Cantor Fitzgerald lost 658 employees in the Sept. 11 attacks, gives back
Cantor Fitzgerald, the financial services firm that lost 658 employees in the Sept. 11, 2001, attacks, is giving back.
The company, in what has been a tradition, is donating to charity — including The Cantor Fitzgerald Relief Fund — all its global revenues from trading during the 22nd anniversary Monday.
The firm is hoping to raise $8-12 million.
Launched in 2002, Charity Day invites celebrities and other guests to join Cantor Fitzgerald’s licensed brokers on trading floors to conduct transactions and raise funds.
Among the celebrity ambassadors invited this year are Nicole Kidman and her husband Keith Urban, Charlize Theron, Patrick Dempsey, Matthew McConaughey, Regina Hall, and former President Bill Clinton.
The relief fund started immediately after 9/11 and has provided $180 million in direct aid and health benefits to families of its perished workers.
It has also donated nearly $380 million overall — including to 150 groups.
In recent years, millions of dollars has been earmarked for victims of natural disasters like hurricanes in Puerto Rico, victims of Super Storm Sandy in New York, tornadoes in Oklahoma and fires in California, said Edith “Edie” Lutnick, president and co-founder of the relief fund and the brother of CEO Howard Lutnick.
The success of the charitable group highlights the resiliency of Cantor Fitzgerald, which has emerged stronger after the devastating loss of personnel at Ground Zero.
Howard Lutnik — CEO before and after 9/11 — remains in charge.
The company’s headquarters was located on the top floors of the World Trade Center’s north tower that collapsed.
“We lost two-thirds of our workforce,” Edie Lutnick said.
Edie and Howard Lutnick also lost their younger brother, Gary, who worked for the firm and died in the attacks.

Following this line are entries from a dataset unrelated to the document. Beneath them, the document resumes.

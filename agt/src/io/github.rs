//! Typed `gh` calls.
//!
//! Reads go through the TTL cache with the retry policy inside the producer;
//! search reads are retried but not cached. Mutations are exactly one runner
//! call each, never retried, and invalidate the cached read they change.

use serde::de::DeserializeOwned;
use tracing::{debug, instrument};

use crate::core::error::{ClassifiedError, ErrorKind, Tool};
use crate::core::retry::RetryPolicy;
use crate::core::types::{
    CommandSpec, Contributor, Issue, IssueDraft, LabelDraft, PullRequestDraft,
    PullRequestSummary, RepoSummary, SearchHit,
};
use crate::io::cache::{ReadKind, TtlCache};
use crate::io::runner::CommandRunner;

/// Optional filters for issue/PR search.
#[derive(Debug, Clone, Default, PartialEq, Eq)]
pub struct SearchFilters {
    /// `open`, `closed`, `merged` or `all`; passed through to `gh`.
    pub state: Option<String>,
    pub author: Option<String>,
    /// Issues only; `gh pr list` searches ignore it.
    pub label: Option<String>,
}

#[derive(Clone, Copy)]
pub struct GitHub<'a> {
    runner: &'a dyn CommandRunner,
    cache: &'a TtlCache,
    retry: RetryPolicy,
}

impl<'a> GitHub<'a> {
    pub fn new(runner: &'a dyn CommandRunner, cache: &'a TtlCache, retry: RetryPolicy) -> Self {
        Self {
            runner,
            cache,
            retry,
        }
    }

    fn read(&self, args: Vec<String>) -> Result<String, ClassifiedError> {
        let spec = CommandSpec::gh(args);
        self.retry
            .with_retry(|| self.runner.run(&spec))
            .map(|out| out.stdout)
    }

    fn cached<T>(
        &self,
        kind: ReadKind,
        args: Vec<String>,
        parse: impl FnOnce(&str) -> Result<T, ClassifiedError>,
    ) -> Result<T, ClassifiedError>
    where
        T: Clone + Send + Sync + 'static,
    {
        self.cache
            .get_or_compute(kind.key(), kind.ttl(), || parse(&self.read(args)?))
    }

    fn run_once(&self, spec: &CommandSpec) -> Result<String, ClassifiedError> {
        Ok(self.runner.run(spec)?.stdout)
    }

    /// `gh --version`. Any failure means the tool is unusable.
    #[instrument(skip_all)]
    pub fn ensure_installed(&self) -> Result<(), ClassifiedError> {
        match self.runner.run(&CommandSpec::gh(["--version"])) {
            Ok(_) => Ok(()),
            Err(err) if matches!(err.kind(), ErrorKind::ToolMissing(_)) => Err(err),
            Err(err) => Err(ClassifiedError::new(
                ErrorKind::ToolMissing(Some(Tool::Gh)),
                err.message().to_string(),
            )),
        }
    }

    /// `gh auth status` output (gh writes it to stderr, so this is usually
    /// empty on success).
    pub fn auth_status(&self) -> Result<String, ClassifiedError> {
        self.run_once(&CommandSpec::gh(["auth", "status"]))
    }

    pub fn current_user(&self) -> Result<String, ClassifiedError> {
        self.read(args(["api", "user", "-q", ".login"]))
    }

    pub fn labels(&self) -> Result<Vec<String>, ClassifiedError> {
        self.cached(
            ReadKind::Labels,
            args(["label", "list", "--json", "name", "-q", ".[] | .name"]),
            |out| Ok(non_empty_lines(out).map(|l| l.trim().to_string()).collect()),
        )
    }

    pub fn open_issues(&self) -> Result<Vec<Issue>, ClassifiedError> {
        self.cached(
            ReadKind::OpenIssues,
            args([
                "issue",
                "list",
                "--state",
                "open",
                "--json",
                "number,title,labels",
                "-q",
                ".[] | [.number, .title, .labels[0].name] | @tsv",
            ]),
            |out| Ok(non_empty_lines(out).filter_map(Issue::from_tsv).collect()),
        )
    }

    pub fn open_pull_requests(&self) -> Result<Vec<PullRequestSummary>, ClassifiedError> {
        self.cached(
            ReadKind::OpenPullRequests,
            args([
                "pr",
                "list",
                "--state",
                "open",
                "--json",
                "number,title,headRefName,isDraft",
                "-q",
                ".[] | [.number, .title, .headRefName, .isDraft] | @tsv",
            ]),
            |out| {
                Ok(non_empty_lines(out)
                    .filter_map(PullRequestSummary::from_tsv)
                    .collect())
            },
        )
    }

    pub fn repo_summary(&self) -> Result<RepoSummary, ClassifiedError> {
        self.cached(
            ReadKind::RepoStats,
            args([
                "repo",
                "view",
                "--json",
                "nameWithOwner,stargazerCount,forkCount,watchers,issues,pullRequests",
            ]),
            |out| decode_json(out, "repo view"),
        )
    }

    pub fn contributors(&self) -> Result<Vec<Contributor>, ClassifiedError> {
        self.cached(
            ReadKind::Contributors,
            args([
                "api",
                "repos/{owner}/{repo}/contributors?per_page=10",
                "-q",
                ".[] | [.login, .contributions] | @tsv",
            ]),
            |out| Ok(non_empty_lines(out).filter_map(Contributor::from_tsv).collect()),
        )
    }

    #[instrument(skip_all, fields(query = %query))]
    pub fn search_issues(
        &self,
        query: &str,
        filters: &SearchFilters,
    ) -> Result<Vec<SearchHit>, ClassifiedError> {
        let search = search_string(query, filters, true);
        let mut argv = args(["issue", "list", "--search"]);
        argv.push(search);
        argv.extend(args(["--json", "number,title,labels,author,state"]));
        push_state(&mut argv, filters);
        let out = self.read(argv)?;
        decode_json_list(&out, "issue search")
    }

    #[instrument(skip_all, fields(query = %query))]
    pub fn search_pull_requests(
        &self,
        query: &str,
        filters: &SearchFilters,
    ) -> Result<Vec<SearchHit>, ClassifiedError> {
        let search = search_string(query, filters, false);
        let mut argv = args(["pr", "list", "--search"]);
        argv.push(search);
        argv.extend(args(["--json", "number,title,labels,author,state"]));
        push_state(&mut argv, filters);
        let out = self.read(argv)?;
        decode_json_list(&out, "pull request search")
    }

    /// Returns the new issue's URL.
    pub fn create_issue(&self, draft: IssueDraft) -> Result<String, ClassifiedError> {
        let url = self.run_once(&draft.into_command())?;
        self.cache.invalidate(ReadKind::OpenIssues.key());
        Ok(url)
    }

    /// Returns the new pull request's URL.
    pub fn create_pull_request(&self, draft: PullRequestDraft) -> Result<String, ClassifiedError> {
        let url = self.run_once(&draft.into_command())?;
        self.cache.invalidate(ReadKind::OpenPullRequests.key());
        Ok(url)
    }

    pub fn create_label(&self, draft: LabelDraft) -> Result<(), ClassifiedError> {
        self.run_once(&draft.into_command())?;
        self.cache.invalidate(ReadKind::Labels.key());
        Ok(())
    }
}

fn args<const N: usize>(items: [&str; N]) -> Vec<String> {
    items.iter().map(|s| (*s).to_string()).collect()
}

fn non_empty_lines(out: &str) -> impl Iterator<Item = &str> {
    out.lines().filter(|line| !line.trim().is_empty())
}

fn search_string(query: &str, filters: &SearchFilters, with_label: bool) -> String {
    let mut search = query.trim().to_string();
    if with_label && let Some(label) = filters.label.as_deref().filter(|l| !l.is_empty()) {
        search.push_str(&format!(" label:{label}"));
    }
    if let Some(author) = filters.author.as_deref().filter(|a| !a.is_empty()) {
        search.push_str(&format!(" author:{author}"));
    }
    search.trim().to_string()
}

fn push_state(argv: &mut Vec<String>, filters: &SearchFilters) {
    if let Some(state) = filters.state.as_deref().filter(|s| !s.is_empty()) {
        argv.push("--state".to_string());
        argv.push(state.to_string());
    }
}

fn decode_json<T: DeserializeOwned>(out: &str, what: &str) -> Result<T, ClassifiedError> {
    serde_json::from_str(out).map_err(|err| {
        debug!(err = %err, what, "undecodable gh output");
        ClassifiedError::new(
            ErrorKind::CommandFailed,
            format!("could not parse {what} output: {err}"),
        )
    })
}

fn decode_json_list<T: DeserializeOwned>(out: &str, what: &str) -> Result<Vec<T>, ClassifiedError> {
    if out.trim().is_empty() {
        return Ok(Vec::new());
    }
    decode_json(out, what)
}

#[cfg(test)]
mod tests {
    use super::*;
    use crate::test_support::ScriptedRunner;
    use std::time::Duration;

    fn quick_retry() -> RetryPolicy {
        RetryPolicy::new(3, Duration::ZERO)
    }

    #[test]
    fn labels_are_cached_between_calls() {
        let runner = ScriptedRunner::new().ok(&["gh", "label", "list"], "bug\nenhancement\n");
        let cache = TtlCache::new();
        let gh = GitHub::new(&runner, &cache, quick_retry());

        assert_eq!(gh.labels().unwrap(), vec!["bug", "enhancement"]);
        assert_eq!(gh.labels().unwrap(), vec!["bug", "enhancement"]);
        assert_eq!(runner.calls().len(), 1);
    }

    #[test]
    fn transient_read_failure_is_retried_inside_producer() {
        let runner = ScriptedRunner::new()
            .fail_once(
                &["gh", "issue", "list"],
                ErrorKind::NetworkTimeout,
                "timed out",
            )
            .ok(&["gh", "issue", "list"], "1\tFix login\tbug\n2\tDocs\t\n");
        let cache = TtlCache::new();
        let gh = GitHub::new(&runner, &cache, quick_retry());

        let issues = gh.open_issues().unwrap();
        assert_eq!(issues.len(), 2);
        assert_eq!(issues[1].label, "none");
        assert_eq!(runner.calls().len(), 2);
    }

    #[test]
    fn failed_read_is_not_cached() {
        let runner = ScriptedRunner::new()
            .fail_once(&["gh", "label", "list"], ErrorKind::AuthFailed, "auth login")
            .ok(&["gh", "label", "list"], "bug");
        let cache = TtlCache::new();
        let gh = GitHub::new(&runner, &cache, quick_retry());

        assert_eq!(gh.labels().unwrap_err().kind(), ErrorKind::AuthFailed);
        assert_eq!(runner.calls().len(), 1, "auth failures are not retried");
        assert_eq!(gh.labels().unwrap(), vec!["bug"]);
    }

    #[test]
    fn creating_a_label_invalidates_the_label_list() {
        let runner = ScriptedRunner::new()
            .ok(&["gh", "label", "list"], "bug")
            .ok(&["gh", "label", "create"], "");
        let cache = TtlCache::new();
        let gh = GitHub::new(&runner, &cache, quick_retry());

        gh.labels().unwrap();
        let draft = crate::core::validate::label_draft("ui", "#00ff00", "").unwrap();
        gh.create_label(draft).unwrap();
        gh.labels().unwrap();

        let calls = runner.calls();
        assert_eq!(calls.len(), 3);
        assert_eq!(calls[1].args(), ["label", "create", "ui", "--color", "00FF00"]);
        assert!(calls[2].starts_with(&["label", "list"]));
    }

    #[test]
    fn mutation_failures_are_not_retried() {
        let runner = ScriptedRunner::new().fail(
            &["gh", "issue", "create"],
            ErrorKind::NetworkError {
                rate_limited: false,
            },
            "network unreachable",
        );
        let cache = TtlCache::new();
        let gh = GitHub::new(&runner, &cache, quick_retry());
        let draft = IssueDraft {
            title: "t".to_string(),
            body: "b".to_string(),
            ..IssueDraft::default()
        };

        assert!(gh.create_issue(draft).is_err());
        assert_eq!(runner.calls().len(), 1);
    }

    #[test]
    fn search_combines_filters() {
        let runner = ScriptedRunner::new().ok(
            &["gh", "issue", "list", "--search"],
            r#"[{"number":3,"title":"Crash","state":"OPEN","author":{"login":"kim"},"labels":[{"name":"bug"}]}]"#,
        );
        let cache = TtlCache::new();
        let gh = GitHub::new(&runner, &cache, quick_retry());
        let filters = SearchFilters {
            state: Some("all".to_string()),
            author: Some("kim".to_string()),
            label: Some("bug".to_string()),
        };

        let hits = gh.search_issues("crash", &filters).unwrap();
        assert_eq!(hits.len(), 1);
        assert_eq!(hits[0].author, "kim");
        assert_eq!(hits[0].labels, vec!["bug"]);
        assert_eq!(
            runner.calls()[0].args(),
            [
                "issue",
                "list",
                "--search",
                "crash label:bug author:kim",
                "--json",
                "number,title,labels,author,state",
                "--state",
                "all",
            ]
        );
        assert!(cache.is_empty(), "search results are not cached");
    }

    #[test]
    fn gh_failure_on_version_is_tool_missing() {
        let runner = ScriptedRunner::new().fail(
            &["gh", "--version"],
            ErrorKind::CommandFailed,
            "weird",
        );
        let cache = TtlCache::new();
        let gh = GitHub::new(&runner, &cache, quick_retry());
        assert_eq!(
            gh.ensure_installed().unwrap_err().kind(),
            ErrorKind::ToolMissing(Some(Tool::Gh))
        );
    }
}
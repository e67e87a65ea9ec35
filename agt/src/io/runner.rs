//! The single choke point for external commands.
//!
//! Every `git`/`gh` invocation goes through a [`CommandRunner`]. The process
//! implementation classifies failures and appends one audit record per call,
//! success or not. Tests substitute a scripted runner (see
//! `test_support::ScriptedRunner`) that never spawns processes.

use std::io;
use std::path::{Path, PathBuf};
use std::process::Command;
use std::time::{Duration, Instant};

use tracing::{debug, instrument, warn};

use crate::core::classifier::{RawFailure, classify};
use crate::core::error::ClassifiedError;
use crate::core::types::{CommandResult, CommandSpec};
use crate::io::audit_log::{AuditLog, CommandOutcome};
use crate::io::process::{DEFAULT_OUTPUT_LIMIT_BYTES, run_command_with_timeout};

pub const DEFAULT_COMMAND_TIMEOUT: Duration = Duration::from_secs(60);

/// Abstraction over external command execution.
pub trait CommandRunner {
    /// Run one command to completion. Non-zero exit, spawn failure, timeout
    /// and undecodable output all come back as a [`ClassifiedError`].
    fn run(&self, spec: &CommandSpec) -> Result<CommandResult, ClassifiedError>;
}

impl<R: CommandRunner + ?Sized> CommandRunner for &R {
    fn run(&self, spec: &CommandSpec) -> Result<CommandResult, ClassifiedError> {
        (**self).run(spec)
    }
}

/// Runs commands as child processes in a fixed working directory.
#[derive(Debug, Clone)]
pub struct ProcessRunner {
    workdir: PathBuf,
    timeout: Duration,
    output_limit_bytes: usize,
    audit: Option<AuditLog>,
}

impl ProcessRunner {
    pub fn new(workdir: impl Into<PathBuf>) -> Self {
        Self {
            workdir: workdir.into(),
            timeout: DEFAULT_COMMAND_TIMEOUT,
            output_limit_bytes: DEFAULT_OUTPUT_LIMIT_BYTES,
            audit: None,
        }
    }

    pub fn with_timeout(mut self, timeout: Duration) -> Self {
        self.timeout = timeout;
        self
    }

    pub fn with_audit_log(mut self, audit: AuditLog) -> Self {
        self.audit = Some(audit);
        self
    }

    pub fn workdir(&self) -> &Path {
        &self.workdir
    }

    fn execute(&self, spec: &CommandSpec) -> Result<CommandResult, RawFailure> {
        let program = spec.program().to_string();
        if !self.workdir.is_dir() {
            return Err(RawFailure::MissingWorkdir {
                program,
                path: self.workdir.display().to_string(),
            });
        }
        let mut cmd = Command::new(spec.program());
        cmd.args(spec.args())
            .current_dir(&self.workdir)
            // stdin is closed; never block on a credential or editor prompt.
            .env("GIT_TERMINAL_PROMPT", "0")
            .env("GH_PROMPT_DISABLED", "1");

        let output = match run_command_with_timeout(cmd, self.timeout, self.output_limit_bytes) {
            Ok(output) => output,
            Err(err) => {
                let kind = err
                    .chain()
                    .find_map(|e| e.downcast_ref::<io::Error>())
                    .map_or(io::ErrorKind::Other, io::Error::kind);
                return Err(RawFailure::Spawn {
                    program,
                    kind,
                    message: format!("{err:#}"),
                });
            }
        };

        if output.timed_out {
            return Err(RawFailure::TimedOut {
                program,
                after: self.timeout,
            });
        }
        if !output.status.success() {
            return Err(RawFailure::Exit {
                program,
                code: output.status.code(),
                stderr: output.stderr_lossy(),
            });
        }
        let stdout = String::from_utf8(output.stdout).map_err(|_| RawFailure::Decode { program })?;
        Ok(CommandResult::new(stdout, output.status.code().unwrap_or(0)))
    }
}

impl CommandRunner for ProcessRunner {
    #[instrument(skip_all, fields(command = %spec))]
    fn run(&self, spec: &CommandSpec) -> Result<CommandResult, ClassifiedError> {
        let started = Instant::now();
        let result = self.execute(spec).map_err(|raw| {
            classify(&raw)
                .with_context("command", spec.to_string())
                .with_context("cwd", self.workdir.display().to_string())
        });
        let elapsed = started.elapsed();

        match &result {
            Ok(out) => {
                debug!(exit_code = out.exit_code, elapsed_ms = elapsed.as_millis() as u64, "command ok");
                if let Some(audit) = &self.audit {
                    audit.command(
                        spec,
                        CommandOutcome::Ok {
                            exit_code: out.exit_code,
                        },
                        elapsed,
                    );
                }
            }
            Err(err) => {
                warn!(kind = %err.kind(), err = %err, "command failed");
                if let Some(audit) = &self.audit {
                    audit.command(spec, CommandOutcome::Failed(err), elapsed);
                }
            }
        }
        result
    }
}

The firm accounted for about a quarter of those killed in the attack on the World Trade Center complex — more than any other entity, including the city Fire Department, which lost 343 responders.
“You’re never OK. You find a new normal,” Edie Lutnick said.
Howard Lutnick donated $1 million to the effort and asked his sister to run The Cantor Fitzgerald Relief Fund, which can be reached at www.cantorrelief.org.
“It’s the greatest accomplishment in my life,” she said of the charity fundraising.